Храм красной кирпичной кладки стоял в центре площади, словно на раскрытой ладони. А вокруг, точно отступив в робости, теснились маленькие двухэтажные домишки. На мраморной доске, прикрепленной к фасаду, тускло блестела облупившаяся во многих местах позолота букв: «Здесь крестили…», – дальше неясно, стерто. Она поднялась по щербатым, сбитым сотнями тысяч ног ступеням в знобкий сумрак притвора. Из-за тяжелой резной двери доносилось негромкое пение. Октя вошла, стала у стены. С хоров летел замирающий в мольбе голос: «Господи, владыка живота моего, ниспошли мне благость свою. Господи, помилуй мя». Голос возносился высоко, к самому куполу и, отразившись от него, падал стремительно вниз, где хор тотчас поднимал, подхватывал и бережно нес его дальше: «Господи, помилуй! Господи, помилуй!». Стояла, забившись в угол, не смея поднять глаз. Будто прикоснулась к чужой тайной жизни, которой объединены собравшиеся здесь. Сцепив руки, потупившись, вдыхала сладковатый запах горячего воска. А внутри, ниже ямки на шее, щекотала и разливалась теплая волна. Наконец осмелилась. Тихонько подняла голову. Прямо на нее с небесно-голубого купола, освещенная десятками свечей, шла молодая женщина. Босая, с непокрытой головой, на руках мальчик-младенчик. И столько было скорби в глазах у этой женщины, столько боли, что она задрожала от жалости и сострадания. Внезапно услышала исступленный шепот: «Проси нашу заступницу! Проси!». Ребенок со слабоумной тихой улыбкой на лице застыл на коленях, точно истукан. Сумрачная бабища в клетчатом платке рядом с ним то и дело цепким сильным движением клонила к полу его стриженый затылок. Чистый детский лоб касался истертых зашарканных досок, из пухлых губ, покорно вытянутых трубочкой, рвался тихий, тоскливый вой: «Милуй мя! Милуй мя». Октя оглянулась. Увидела вокруг сгорбленные спины, склоненные головы. Казалось, все эти люди ушли в свое горе, в свою жизнь. «Как ничтожно, бесцельно живут.
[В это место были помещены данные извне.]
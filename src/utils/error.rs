use std::io;
use thiserror::Error;

#[derive(Error, Debug)]
pub enum GreeterError {
    #[error("IO error: {0}")]
    IoError(#[from] io::Error),

    #[error("Config parse error: {0}")]
    ConfigParseError(#[from] toml::de::Error),

    #[error("Pattern error: {0}")]
    PatternError(#[from] regex::Error),

    #[error("Failed to read config file {path}: {source}")]
    ConfigReadError {
        path: String,
        #[source]
        source: io::Error,
    },

    #[error("Invalid value for '{field}': {reason} (got {value:?})")]
    InvalidConfigValueError {
        field: String,
        value: String,
        reason: String,
    },
}

#[derive(Debug, Clone, Copy, PartialEq, Eq)]
pub enum ErrorCategory {
    Configuration,
    Output,
}

#[derive(Debug, Clone, Copy, PartialEq, Eq, PartialOrd, Ord)]
pub enum ErrorSeverity {
    Low,
    Medium,
    High,
    Critical,
}

impl GreeterError {
    pub fn category(&self) -> ErrorCategory {
        match self {
            GreeterError::IoError(_) => ErrorCategory::Output,
            GreeterError::ConfigParseError(_)
            | GreeterError::PatternError(_)
            | GreeterError::ConfigReadError { .. }
            | GreeterError::InvalidConfigValueError { .. } => ErrorCategory::Configuration,
        }
    }

    pub fn severity(&self) -> ErrorSeverity {
        match self {
            // 下游管道關閉 (例如 `greeter | head -1`) 不算失敗
            GreeterError::IoError(e) if e.kind() == io::ErrorKind::BrokenPipe => ErrorSeverity::Low,
            GreeterError::IoError(_) => ErrorSeverity::Critical,
            _ => ErrorSeverity::High,
        }
    }

    /// Process exit code for this error.
    pub fn exit_code(&self) -> i32 {
        match self.severity() {
            ErrorSeverity::Low => 0,
            ErrorSeverity::Medium => 2,
            ErrorSeverity::High => 1,
            ErrorSeverity::Critical => 3,
        }
    }

    pub fn user_friendly_message(&self) -> String {
        match self {
            GreeterError::IoError(_) => "Could not write the greeting to standard output".to_string(),
            GreeterError::ConfigParseError(e) => format!("The config file is not valid TOML: {}", e.message()),
            GreeterError::PatternError(e) => format!("Internal pattern error: {}", e),
            GreeterError::ConfigReadError { path, .. } => format!("Could not read config file '{}'", path),
            GreeterError::InvalidConfigValueError { field, reason, .. } => {
                format!("Invalid setting '{}': {}", field, reason)
            }
        }
    }

    pub fn recovery_suggestion(&self) -> &'static str {
        match self {
            GreeterError::IoError(_) => "Check that standard output is open and writable",
            GreeterError::ConfigParseError(_) => {
                "Fix the TOML syntax; the file only accepts a [greeter] table with a `name` key"
            }
            GreeterError::PatternError(_) => "Report this as a bug",
            GreeterError::ConfigReadError { .. } => "Check the --config path and its permissions",
            GreeterError::InvalidConfigValueError { .. } => "Correct the value and run again",
        }
    }
}

pub type Result<T> = std::result::Result<T, GreeterError>;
Суетятся, мечутся. Вечно что-то вымаливают. И никому из них нет дела до этой девочки-матери. Бедная ты моя, бедная!». Ей захотелось крикнуть в полную силу, чтобы уберечь, упредить: «Не отдавай им сына! Это теперь они кроткие, молящие! Но придет час – и погубят его без жалости. Потому что звери. Хуже зверей… Прочь отсюда. Прочь!». Она почувствовала давящую на виски боль. Крепко сжав губы, начала пробираться к выходу.